Dans la cour centrale, qu’entoure un large cloître, les fous les moins gravement atteints se promènent en liberté, d’autres sont assis ou étendus au soleil ; tous portent la même robe blanche, ample, commode et propre. On nous montre trois jeunes gens, des officiers, revenus des prisons anglaises de l’Egypte et de l’Inde. « Il y en a d’autres, plus malades, dit le docteur. Je crois qu’ils sont victimes des mauvais traitements qu’ils ont subis. »

Nous faisons le tour des services : malades organiques, nerveux, agités, malades atteints de folie religieuse. J’ai visité quelquefois en Europe des maisons analogues. Ce qui me frappe ici, c’est encore, toujours, comme partout en pays musulman, une certaine résignation empreinte de douceur et de calme. Au cours de ma triste promenade, j’observe de mornes contemplations, de profonds avilissements ; je ne rencontre pas d’affreux désespoirs.
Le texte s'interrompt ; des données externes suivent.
/// Integration tests against the real bookmarking and completion APIs.
///
/// These tests need credentials and are skipped when they are missing or
/// when running in GitHub Actions. They only read bookmarks and request
/// classifications; no tags are written.
///
/// To run locally:
/// ```bash
/// OPENAI_API_KEY=... RAINDROP_KEY=... RAINDROP_COLLECTION_ID=... \
///     cargo test --test live_api_integration -- --nocapture
/// ```
use droptag::classifier::LABEL_VOCABULARY;
use droptag::source::{PAGE_SIZE, normalize_title};
use droptag::{BookmarkService, Classifier, OpenAiClientBuilder, RaindropClientBuilder};
use std::sync::Arc;

/// Skip test if running in GitHub Actions or if a required variable is unset
fn skip_without(vars: &[&str]) -> bool {
    let _ = dotenvy::dotenv();

    if std::env::var("GITHUB_ACTIONS").as_deref() == Ok("true") {
        println!("Skipping test in GitHub Actions (no API credentials)");
        return true;
    }
    for var in vars {
        if std::env::var(var).map_or(true, |v| v.is_empty()) {
            println!("Skipping test: {var} is not set");
            return true;
        }
    }
    false
}

#[test]
fn first_page_of_collection_can_be_fetched() {
    if skip_without(&["RAINDROP_KEY", "RAINDROP_COLLECTION_ID"]) {
        return;
    }

    let collection_id: i64 = std::env::var("RAINDROP_COLLECTION_ID")
        .unwrap()
        .parse()
        .expect("RAINDROP_COLLECTION_ID must be an integer");
    let client = RaindropClientBuilder::new()
        .build()
        .expect("Failed to create Raindrop client");

    let page = client
        .search_page(collection_id, 0, PAGE_SIZE)
        .expect("Search request failed");

    assert!(page.len() <= PAGE_SIZE as usize);
    for bookmark in &page {
        println!("{} {}", bookmark.id, normalize_title(&bookmark.title));
    }
}

#[test]
fn classifier_labels_known_titles() {
    if skip_without(&["OPENAI_API_KEY"]) {
        return;
    }

    let client = OpenAiClientBuilder::new()
        .build()
        .expect("Failed to create completion client");
    let model = std::env::var("OPENAI_MODEL").unwrap_or_else(|_| "gpt-3.5-turbo".to_string());
    let classifier = Classifier::new(Arc::new(client), model);

    let articles = vec![
        "Learning Rust ownership and borrowing".to_string(),
        "Ten jazz standards every guitarist should know".to_string(),
    ];
    let labels = classifier
        .classify(&articles)
        .expect("Classification request failed");

    println!("labels: {labels:?}");
    assert!(!labels.is_empty(), "model reply could not be parsed");
    for label in labels.values() {
        // The model is asked to stay in the vocabulary but is not forced to
        if !LABEL_VOCABULARY.contains(&label.as_str()) {
            println!("label outside vocabulary: {label}");
        }
    }
}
Les femmes, moins silencieuses que les hommes à notre passage, s’approchent, interpellent le médecin, qui parle avec elles et semble les consoler. Le fatidique « Inchallah ! » (plaise à Dieu ! ) répond le plus souvent à ses paroles de réconfort. Rien de plus émouvant que le soin affectueux, presque pieux avec lequel ce jeune homme au regard fier, aux traits énergiques et même un peu durs, ramène une robe sur l’épaule nue d’une pauvre malade, touche en passant la main que cette autre lui tend, arrête d’un mot sur les lèvres d’une troisième l’éternelle chanson qu’elle s’épuise à redire. Il nous parle longuement, avec simplicité, des cas singuliers qu’il étudie, des méthodes qu’il expérimente, des améliorations qu’il voudrait introduire, de l’argent qui manque...

La visite se prolongea, et l’or du soleil couchant baignait les kiosques et les jardins du Vieux Sérail, lorsque nous redescendîmes vers la mer. Comme nous restions là, en silence, à attendre le bateau : « Eh bien ! me dit mon compagnon, qu’en pensez-vous ? — Je pense, ai-je répondu, qu’on n’a pas le droit de traiter de barbare, et moins encore d’exclure de la société civilisée, un peuple qui entoure d’une telle sollicitude ses orphelins, ses pauvres et ses déshérités. »


MAURICE PERNOT.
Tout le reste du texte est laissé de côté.